//! Panel decomposition
//!
//! Turns a module's declared dimensions, material thickness and feature
//! counts into the concrete list of panels a workshop would cut. Pure: the
//! registry calls [`decompose`] and feeds the result into a [`PanelSet`].

pub mod decompose;
pub mod types;

pub use decompose::{decompose, DecompositionInput, Features};
pub use types::{Panel, PanelDiff, PanelRole, PanelSet, PanelSpec};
===============
Every line in the entries that contains the word "into" should be counted, and the total stated alone.

2